Restate word for word the entries below, starting with the line with "and completion state." and continuing through the line with "pub struct ListFilter". Include both of those lines and no others.

Saved entries
========================
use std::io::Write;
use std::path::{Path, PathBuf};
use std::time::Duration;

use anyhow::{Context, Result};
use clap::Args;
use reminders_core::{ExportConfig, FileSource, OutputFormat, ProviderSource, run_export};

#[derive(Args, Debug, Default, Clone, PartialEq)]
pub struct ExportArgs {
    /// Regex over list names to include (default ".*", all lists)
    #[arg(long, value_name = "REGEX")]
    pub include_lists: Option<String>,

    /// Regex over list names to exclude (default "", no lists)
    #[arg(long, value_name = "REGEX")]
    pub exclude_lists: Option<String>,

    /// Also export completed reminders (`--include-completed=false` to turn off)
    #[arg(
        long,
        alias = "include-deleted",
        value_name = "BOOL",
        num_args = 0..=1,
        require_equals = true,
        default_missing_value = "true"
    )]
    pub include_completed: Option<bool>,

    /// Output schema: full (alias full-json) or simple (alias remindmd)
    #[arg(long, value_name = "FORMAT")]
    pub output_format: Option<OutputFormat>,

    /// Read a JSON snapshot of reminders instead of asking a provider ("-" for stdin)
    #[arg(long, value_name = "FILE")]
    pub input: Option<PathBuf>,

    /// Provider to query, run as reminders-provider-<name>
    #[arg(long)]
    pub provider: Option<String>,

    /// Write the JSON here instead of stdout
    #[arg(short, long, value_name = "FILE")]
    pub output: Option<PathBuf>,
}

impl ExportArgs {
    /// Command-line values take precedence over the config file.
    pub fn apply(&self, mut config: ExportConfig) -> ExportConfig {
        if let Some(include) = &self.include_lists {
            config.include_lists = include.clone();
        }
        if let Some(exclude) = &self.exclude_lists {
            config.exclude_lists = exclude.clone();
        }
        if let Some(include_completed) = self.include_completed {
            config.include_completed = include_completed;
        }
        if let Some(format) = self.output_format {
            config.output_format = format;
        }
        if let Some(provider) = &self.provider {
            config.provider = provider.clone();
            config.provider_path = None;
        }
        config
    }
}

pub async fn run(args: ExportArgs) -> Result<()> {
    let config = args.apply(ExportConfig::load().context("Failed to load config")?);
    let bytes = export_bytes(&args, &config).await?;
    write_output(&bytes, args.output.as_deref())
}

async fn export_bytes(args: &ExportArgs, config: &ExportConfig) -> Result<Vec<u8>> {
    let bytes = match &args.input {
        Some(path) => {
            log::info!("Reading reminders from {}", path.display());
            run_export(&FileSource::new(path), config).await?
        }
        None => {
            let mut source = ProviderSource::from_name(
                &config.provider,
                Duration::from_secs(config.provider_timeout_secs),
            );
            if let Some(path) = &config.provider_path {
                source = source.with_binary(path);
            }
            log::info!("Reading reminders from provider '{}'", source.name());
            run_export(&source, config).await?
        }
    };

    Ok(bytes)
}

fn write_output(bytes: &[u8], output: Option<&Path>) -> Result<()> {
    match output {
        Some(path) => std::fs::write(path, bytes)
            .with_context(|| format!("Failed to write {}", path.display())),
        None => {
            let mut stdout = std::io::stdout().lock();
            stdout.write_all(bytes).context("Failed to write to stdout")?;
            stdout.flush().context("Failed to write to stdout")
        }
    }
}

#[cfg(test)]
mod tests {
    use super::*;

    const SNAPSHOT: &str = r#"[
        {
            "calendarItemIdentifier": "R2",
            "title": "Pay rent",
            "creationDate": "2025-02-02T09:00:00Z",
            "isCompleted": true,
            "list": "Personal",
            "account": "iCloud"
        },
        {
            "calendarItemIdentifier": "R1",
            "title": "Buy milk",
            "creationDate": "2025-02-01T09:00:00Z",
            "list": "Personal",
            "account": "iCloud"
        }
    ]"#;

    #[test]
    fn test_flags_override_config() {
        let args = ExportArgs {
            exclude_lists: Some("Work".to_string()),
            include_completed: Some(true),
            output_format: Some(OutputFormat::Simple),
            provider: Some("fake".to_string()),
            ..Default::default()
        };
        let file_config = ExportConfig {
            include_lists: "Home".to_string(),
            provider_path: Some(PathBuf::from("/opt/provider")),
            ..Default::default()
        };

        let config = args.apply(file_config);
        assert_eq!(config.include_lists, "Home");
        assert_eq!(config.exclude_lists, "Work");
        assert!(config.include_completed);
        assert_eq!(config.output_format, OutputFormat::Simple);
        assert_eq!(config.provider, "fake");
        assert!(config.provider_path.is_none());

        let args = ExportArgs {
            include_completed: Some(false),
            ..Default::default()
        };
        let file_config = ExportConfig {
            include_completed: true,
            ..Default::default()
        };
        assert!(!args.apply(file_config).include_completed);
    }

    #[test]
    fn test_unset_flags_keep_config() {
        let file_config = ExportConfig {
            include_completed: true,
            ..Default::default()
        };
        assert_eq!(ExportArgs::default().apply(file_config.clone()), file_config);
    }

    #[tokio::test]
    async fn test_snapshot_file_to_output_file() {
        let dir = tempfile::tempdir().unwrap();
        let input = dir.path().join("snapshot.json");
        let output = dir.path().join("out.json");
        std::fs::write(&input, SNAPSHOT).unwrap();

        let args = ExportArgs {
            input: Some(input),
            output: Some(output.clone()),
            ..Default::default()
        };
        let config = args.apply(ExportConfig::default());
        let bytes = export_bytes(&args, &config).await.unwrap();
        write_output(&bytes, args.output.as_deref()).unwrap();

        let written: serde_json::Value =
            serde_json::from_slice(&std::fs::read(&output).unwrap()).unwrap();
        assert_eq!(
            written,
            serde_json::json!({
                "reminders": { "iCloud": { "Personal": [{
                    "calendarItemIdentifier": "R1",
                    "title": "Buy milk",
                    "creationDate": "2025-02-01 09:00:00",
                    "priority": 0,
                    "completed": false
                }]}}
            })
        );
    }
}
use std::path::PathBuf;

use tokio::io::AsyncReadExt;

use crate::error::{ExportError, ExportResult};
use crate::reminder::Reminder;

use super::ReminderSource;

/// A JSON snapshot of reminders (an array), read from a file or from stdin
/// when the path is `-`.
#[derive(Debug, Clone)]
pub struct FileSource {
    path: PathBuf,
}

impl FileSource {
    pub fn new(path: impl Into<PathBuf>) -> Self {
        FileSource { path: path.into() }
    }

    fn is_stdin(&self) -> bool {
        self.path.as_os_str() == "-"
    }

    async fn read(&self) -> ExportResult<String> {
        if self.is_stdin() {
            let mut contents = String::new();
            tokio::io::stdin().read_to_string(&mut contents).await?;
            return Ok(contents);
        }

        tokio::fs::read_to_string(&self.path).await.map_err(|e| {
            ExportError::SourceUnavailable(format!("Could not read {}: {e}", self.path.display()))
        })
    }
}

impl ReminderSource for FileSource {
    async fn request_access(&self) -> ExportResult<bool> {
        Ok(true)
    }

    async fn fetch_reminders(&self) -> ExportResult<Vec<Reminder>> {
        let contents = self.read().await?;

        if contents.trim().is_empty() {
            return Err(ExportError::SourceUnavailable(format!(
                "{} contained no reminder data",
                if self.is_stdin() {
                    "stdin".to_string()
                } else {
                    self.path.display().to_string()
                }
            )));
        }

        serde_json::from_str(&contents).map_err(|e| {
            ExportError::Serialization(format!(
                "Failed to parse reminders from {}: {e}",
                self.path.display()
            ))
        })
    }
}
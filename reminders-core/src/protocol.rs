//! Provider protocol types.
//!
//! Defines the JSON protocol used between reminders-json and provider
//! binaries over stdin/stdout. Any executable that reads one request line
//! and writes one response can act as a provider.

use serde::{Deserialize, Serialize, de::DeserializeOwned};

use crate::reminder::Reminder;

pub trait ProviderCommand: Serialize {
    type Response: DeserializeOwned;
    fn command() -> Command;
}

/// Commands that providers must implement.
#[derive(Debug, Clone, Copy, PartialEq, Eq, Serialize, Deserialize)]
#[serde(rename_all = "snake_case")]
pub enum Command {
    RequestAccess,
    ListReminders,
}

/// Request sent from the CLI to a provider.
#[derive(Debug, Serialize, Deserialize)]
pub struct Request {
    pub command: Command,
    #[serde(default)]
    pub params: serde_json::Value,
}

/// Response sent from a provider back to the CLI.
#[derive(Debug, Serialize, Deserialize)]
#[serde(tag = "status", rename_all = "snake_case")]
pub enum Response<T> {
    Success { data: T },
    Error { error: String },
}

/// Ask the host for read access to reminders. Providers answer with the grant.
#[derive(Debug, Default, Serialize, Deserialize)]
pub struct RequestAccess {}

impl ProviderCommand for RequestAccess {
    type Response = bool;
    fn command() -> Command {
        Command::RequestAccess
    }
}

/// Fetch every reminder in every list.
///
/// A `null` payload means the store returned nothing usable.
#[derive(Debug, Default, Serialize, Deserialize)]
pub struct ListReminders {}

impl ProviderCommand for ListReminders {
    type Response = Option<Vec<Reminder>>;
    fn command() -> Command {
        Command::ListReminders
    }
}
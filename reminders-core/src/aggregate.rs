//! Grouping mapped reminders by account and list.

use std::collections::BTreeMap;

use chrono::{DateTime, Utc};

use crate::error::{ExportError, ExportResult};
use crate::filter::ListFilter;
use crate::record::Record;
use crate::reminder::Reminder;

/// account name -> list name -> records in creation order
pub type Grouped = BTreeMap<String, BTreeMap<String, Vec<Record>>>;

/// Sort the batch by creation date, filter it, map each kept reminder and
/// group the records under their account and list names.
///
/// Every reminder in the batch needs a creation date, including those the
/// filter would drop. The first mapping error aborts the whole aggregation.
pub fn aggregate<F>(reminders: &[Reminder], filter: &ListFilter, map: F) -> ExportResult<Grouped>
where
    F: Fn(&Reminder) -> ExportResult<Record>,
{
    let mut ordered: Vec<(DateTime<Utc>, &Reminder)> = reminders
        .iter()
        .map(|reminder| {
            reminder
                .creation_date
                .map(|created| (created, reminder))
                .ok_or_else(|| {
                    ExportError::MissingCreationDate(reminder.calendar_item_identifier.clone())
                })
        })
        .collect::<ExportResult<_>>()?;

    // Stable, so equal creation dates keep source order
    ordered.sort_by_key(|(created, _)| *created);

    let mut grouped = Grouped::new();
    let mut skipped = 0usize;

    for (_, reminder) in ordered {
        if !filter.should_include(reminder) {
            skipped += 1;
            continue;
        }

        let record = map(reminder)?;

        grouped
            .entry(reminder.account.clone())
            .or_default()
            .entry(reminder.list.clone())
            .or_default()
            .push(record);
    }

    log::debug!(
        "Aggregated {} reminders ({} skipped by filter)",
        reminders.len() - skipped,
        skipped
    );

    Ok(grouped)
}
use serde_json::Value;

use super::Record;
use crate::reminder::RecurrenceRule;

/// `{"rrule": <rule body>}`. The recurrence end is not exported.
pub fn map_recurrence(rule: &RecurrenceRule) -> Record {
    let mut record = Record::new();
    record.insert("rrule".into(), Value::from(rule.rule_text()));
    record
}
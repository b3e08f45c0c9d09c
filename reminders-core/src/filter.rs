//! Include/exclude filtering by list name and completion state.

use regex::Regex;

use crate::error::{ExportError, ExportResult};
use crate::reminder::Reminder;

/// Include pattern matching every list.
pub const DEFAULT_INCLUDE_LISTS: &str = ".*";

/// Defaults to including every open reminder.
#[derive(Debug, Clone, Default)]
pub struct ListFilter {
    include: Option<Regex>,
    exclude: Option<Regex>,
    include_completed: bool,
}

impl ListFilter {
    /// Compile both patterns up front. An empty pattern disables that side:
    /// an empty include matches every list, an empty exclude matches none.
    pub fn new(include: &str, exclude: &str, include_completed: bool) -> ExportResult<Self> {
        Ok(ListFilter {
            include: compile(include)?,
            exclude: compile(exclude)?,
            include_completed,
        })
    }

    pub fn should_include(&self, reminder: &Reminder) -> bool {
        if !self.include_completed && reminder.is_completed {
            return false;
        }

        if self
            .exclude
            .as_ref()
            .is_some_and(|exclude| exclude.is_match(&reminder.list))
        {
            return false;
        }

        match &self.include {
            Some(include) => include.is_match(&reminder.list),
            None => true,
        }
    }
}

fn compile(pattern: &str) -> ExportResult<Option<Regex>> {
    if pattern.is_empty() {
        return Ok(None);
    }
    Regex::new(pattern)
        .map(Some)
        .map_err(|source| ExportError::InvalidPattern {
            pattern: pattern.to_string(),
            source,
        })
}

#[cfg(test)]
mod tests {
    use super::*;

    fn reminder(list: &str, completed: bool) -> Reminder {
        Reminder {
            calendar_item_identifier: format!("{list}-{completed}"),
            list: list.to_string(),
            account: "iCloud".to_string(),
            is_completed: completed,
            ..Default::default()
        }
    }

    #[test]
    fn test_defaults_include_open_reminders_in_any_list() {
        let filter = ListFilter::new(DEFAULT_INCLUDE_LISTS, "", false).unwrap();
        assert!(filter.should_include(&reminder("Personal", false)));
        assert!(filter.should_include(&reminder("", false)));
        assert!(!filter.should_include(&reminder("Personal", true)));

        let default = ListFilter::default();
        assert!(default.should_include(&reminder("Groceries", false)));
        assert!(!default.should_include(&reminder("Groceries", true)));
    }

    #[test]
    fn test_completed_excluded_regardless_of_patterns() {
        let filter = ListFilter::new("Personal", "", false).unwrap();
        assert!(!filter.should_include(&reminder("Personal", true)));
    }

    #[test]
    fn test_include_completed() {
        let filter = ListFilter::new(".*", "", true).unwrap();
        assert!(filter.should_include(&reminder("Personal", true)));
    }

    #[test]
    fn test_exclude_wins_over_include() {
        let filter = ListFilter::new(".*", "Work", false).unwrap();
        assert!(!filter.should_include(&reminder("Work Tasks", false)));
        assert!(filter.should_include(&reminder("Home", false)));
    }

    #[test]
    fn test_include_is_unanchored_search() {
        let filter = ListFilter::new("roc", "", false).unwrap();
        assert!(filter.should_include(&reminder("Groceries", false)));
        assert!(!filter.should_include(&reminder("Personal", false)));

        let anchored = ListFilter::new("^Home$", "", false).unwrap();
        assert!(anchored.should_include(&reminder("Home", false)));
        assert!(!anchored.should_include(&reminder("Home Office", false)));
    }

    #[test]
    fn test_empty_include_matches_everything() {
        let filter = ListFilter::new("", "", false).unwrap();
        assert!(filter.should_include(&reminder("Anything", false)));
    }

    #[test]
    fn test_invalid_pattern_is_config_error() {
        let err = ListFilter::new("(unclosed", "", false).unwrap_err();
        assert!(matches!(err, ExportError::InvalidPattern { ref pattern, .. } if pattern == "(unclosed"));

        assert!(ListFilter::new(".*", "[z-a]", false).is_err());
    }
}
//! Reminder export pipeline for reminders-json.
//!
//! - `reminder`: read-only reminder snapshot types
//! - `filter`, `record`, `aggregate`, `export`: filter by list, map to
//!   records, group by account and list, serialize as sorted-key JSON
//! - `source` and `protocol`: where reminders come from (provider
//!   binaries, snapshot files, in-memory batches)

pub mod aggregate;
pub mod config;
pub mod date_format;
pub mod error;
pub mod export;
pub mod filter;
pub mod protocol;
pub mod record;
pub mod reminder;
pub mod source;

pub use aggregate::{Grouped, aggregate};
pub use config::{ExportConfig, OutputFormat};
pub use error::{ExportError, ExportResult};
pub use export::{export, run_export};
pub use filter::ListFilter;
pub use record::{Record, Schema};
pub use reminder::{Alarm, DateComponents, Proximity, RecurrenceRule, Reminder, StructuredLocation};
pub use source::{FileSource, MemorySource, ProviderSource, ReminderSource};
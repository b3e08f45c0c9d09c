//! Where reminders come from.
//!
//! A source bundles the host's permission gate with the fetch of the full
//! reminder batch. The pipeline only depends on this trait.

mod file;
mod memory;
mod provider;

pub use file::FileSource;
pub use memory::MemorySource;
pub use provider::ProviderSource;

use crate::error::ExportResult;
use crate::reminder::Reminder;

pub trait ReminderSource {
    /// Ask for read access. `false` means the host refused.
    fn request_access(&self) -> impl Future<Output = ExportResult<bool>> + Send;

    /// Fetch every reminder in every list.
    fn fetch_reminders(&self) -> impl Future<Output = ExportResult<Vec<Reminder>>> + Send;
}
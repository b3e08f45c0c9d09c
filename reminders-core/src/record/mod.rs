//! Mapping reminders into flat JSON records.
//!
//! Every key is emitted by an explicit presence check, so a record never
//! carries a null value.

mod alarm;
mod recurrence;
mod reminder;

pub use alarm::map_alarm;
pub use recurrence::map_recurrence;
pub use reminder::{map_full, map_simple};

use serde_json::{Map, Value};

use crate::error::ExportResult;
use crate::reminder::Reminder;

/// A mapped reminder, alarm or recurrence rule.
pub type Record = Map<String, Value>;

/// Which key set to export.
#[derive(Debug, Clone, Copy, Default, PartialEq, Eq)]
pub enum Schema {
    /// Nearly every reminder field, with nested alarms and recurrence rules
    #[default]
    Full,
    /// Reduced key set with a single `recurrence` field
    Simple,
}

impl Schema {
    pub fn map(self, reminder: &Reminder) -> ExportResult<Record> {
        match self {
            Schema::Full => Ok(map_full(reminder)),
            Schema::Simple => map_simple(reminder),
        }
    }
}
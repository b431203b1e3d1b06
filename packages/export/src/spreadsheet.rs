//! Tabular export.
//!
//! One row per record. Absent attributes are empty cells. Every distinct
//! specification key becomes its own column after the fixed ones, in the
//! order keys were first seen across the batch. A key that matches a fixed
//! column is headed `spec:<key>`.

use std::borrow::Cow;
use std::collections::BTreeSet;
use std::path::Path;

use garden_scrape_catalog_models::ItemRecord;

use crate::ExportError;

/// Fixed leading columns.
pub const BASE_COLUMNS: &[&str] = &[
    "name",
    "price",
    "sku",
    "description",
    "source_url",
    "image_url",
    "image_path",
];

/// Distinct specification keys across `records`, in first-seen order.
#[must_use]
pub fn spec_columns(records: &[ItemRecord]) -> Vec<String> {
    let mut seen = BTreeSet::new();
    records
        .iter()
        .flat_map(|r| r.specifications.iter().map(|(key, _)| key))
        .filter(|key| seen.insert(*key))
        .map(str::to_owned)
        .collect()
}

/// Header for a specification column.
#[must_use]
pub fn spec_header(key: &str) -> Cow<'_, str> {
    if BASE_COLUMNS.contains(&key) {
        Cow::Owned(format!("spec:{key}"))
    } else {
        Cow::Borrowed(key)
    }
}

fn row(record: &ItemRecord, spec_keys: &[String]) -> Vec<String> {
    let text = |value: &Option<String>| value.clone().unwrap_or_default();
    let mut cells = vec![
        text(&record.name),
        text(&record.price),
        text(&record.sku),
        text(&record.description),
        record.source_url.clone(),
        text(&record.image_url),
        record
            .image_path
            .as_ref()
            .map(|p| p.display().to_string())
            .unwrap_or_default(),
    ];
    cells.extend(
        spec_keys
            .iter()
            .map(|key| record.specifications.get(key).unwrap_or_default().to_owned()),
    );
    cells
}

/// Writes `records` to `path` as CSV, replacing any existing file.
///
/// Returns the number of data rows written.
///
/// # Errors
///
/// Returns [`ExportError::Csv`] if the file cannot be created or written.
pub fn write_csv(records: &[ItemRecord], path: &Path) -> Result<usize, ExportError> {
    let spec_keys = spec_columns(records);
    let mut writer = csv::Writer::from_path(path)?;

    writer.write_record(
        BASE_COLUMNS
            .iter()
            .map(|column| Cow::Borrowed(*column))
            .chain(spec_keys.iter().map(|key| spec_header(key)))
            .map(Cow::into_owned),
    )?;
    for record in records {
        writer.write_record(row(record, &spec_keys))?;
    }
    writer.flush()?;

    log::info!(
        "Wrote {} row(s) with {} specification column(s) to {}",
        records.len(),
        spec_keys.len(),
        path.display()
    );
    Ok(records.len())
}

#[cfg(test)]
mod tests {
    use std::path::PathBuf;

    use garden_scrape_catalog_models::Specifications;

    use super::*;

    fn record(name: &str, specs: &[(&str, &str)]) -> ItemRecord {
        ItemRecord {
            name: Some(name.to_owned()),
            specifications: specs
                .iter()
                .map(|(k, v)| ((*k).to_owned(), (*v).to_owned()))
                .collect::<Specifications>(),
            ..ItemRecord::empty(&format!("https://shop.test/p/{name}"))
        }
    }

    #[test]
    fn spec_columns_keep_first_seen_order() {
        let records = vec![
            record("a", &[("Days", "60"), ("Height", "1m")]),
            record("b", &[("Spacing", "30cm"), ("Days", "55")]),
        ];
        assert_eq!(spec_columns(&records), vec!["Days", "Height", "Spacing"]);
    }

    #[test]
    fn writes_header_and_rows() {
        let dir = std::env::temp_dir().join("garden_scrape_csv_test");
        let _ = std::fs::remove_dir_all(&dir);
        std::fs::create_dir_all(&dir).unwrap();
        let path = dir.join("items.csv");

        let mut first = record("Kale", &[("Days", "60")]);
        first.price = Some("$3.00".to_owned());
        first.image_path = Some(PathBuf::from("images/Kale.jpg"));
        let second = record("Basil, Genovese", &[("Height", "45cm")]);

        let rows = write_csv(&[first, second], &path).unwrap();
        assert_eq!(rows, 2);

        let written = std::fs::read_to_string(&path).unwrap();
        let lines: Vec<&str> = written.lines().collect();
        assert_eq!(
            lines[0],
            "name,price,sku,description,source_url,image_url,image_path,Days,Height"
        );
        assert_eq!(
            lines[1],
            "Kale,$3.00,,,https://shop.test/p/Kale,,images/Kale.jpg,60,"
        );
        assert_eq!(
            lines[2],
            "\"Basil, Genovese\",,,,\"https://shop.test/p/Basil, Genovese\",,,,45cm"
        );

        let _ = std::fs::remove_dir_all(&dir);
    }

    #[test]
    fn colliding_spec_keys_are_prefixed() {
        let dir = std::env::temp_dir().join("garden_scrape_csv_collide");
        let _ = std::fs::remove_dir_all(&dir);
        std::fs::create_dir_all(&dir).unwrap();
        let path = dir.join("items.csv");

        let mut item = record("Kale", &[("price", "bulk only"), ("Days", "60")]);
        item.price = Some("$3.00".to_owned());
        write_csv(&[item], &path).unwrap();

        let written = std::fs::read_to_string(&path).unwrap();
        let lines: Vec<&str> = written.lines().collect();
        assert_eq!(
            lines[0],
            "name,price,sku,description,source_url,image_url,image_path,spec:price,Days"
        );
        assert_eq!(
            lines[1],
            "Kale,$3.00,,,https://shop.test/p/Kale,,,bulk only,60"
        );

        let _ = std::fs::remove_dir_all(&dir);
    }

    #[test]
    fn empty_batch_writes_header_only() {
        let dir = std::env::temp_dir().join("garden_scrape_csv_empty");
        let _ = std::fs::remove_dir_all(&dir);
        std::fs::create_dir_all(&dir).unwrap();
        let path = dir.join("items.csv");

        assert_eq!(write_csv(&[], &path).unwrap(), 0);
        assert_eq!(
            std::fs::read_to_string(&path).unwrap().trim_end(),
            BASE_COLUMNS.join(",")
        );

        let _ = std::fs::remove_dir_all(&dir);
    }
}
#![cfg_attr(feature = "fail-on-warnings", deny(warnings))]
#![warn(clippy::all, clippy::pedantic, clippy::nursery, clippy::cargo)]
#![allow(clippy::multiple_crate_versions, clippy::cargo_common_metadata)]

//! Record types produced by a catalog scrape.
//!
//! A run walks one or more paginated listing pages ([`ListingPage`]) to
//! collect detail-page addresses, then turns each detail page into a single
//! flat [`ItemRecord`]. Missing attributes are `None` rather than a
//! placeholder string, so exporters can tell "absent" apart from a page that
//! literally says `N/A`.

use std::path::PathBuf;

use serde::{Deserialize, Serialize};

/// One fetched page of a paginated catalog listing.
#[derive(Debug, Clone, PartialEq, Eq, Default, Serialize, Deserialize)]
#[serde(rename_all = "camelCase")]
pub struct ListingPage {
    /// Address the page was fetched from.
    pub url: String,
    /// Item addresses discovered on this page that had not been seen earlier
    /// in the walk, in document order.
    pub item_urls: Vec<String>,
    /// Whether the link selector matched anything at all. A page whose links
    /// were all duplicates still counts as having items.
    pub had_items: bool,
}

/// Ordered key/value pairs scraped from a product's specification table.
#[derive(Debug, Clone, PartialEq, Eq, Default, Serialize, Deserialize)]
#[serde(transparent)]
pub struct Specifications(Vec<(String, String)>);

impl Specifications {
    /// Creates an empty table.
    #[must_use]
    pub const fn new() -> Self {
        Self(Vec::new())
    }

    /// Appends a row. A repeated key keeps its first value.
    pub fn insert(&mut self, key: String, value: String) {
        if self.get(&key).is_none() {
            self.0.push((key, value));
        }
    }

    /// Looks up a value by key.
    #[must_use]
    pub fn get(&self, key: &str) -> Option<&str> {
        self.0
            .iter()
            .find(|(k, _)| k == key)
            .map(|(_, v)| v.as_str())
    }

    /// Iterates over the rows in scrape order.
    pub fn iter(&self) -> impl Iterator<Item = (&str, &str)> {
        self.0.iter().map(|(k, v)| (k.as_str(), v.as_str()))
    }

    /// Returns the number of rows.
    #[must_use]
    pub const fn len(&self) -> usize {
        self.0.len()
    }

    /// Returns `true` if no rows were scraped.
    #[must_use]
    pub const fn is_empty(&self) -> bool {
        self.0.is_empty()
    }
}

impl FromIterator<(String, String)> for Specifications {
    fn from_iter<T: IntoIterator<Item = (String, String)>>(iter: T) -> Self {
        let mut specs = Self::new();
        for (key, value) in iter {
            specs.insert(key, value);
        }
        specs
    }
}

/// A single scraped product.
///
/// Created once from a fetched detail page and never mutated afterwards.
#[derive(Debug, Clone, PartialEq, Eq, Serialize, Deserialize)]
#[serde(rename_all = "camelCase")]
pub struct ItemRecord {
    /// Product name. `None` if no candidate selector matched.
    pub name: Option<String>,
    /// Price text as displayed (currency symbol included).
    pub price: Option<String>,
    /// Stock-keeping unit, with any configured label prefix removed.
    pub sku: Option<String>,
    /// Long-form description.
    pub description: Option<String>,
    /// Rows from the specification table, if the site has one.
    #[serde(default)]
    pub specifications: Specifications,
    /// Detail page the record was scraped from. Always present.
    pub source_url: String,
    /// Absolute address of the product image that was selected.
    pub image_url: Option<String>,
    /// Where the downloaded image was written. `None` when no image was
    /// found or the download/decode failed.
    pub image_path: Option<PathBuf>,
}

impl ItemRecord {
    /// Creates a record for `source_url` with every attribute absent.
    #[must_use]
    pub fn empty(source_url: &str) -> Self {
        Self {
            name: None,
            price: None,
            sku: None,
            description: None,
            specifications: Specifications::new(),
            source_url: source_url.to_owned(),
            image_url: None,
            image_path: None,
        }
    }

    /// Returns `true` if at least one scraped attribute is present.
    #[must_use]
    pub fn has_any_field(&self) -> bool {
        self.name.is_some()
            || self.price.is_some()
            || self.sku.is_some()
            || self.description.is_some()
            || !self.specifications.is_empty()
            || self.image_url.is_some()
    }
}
========================
COMPLETED TASK:
//! Include/exclude filtering by list name and completion state.

use regex::Regex;

use crate::error::{ExportError, ExportResult};
use crate::reminder::Reminder;

/// Include pattern matching every list.
pub const DEFAULT_INCLUDE_LISTS: &str = ".*";

/// Defaults to including every open reminder.
#[derive(Debug, Clone, Default)]
pub struct ListFilter {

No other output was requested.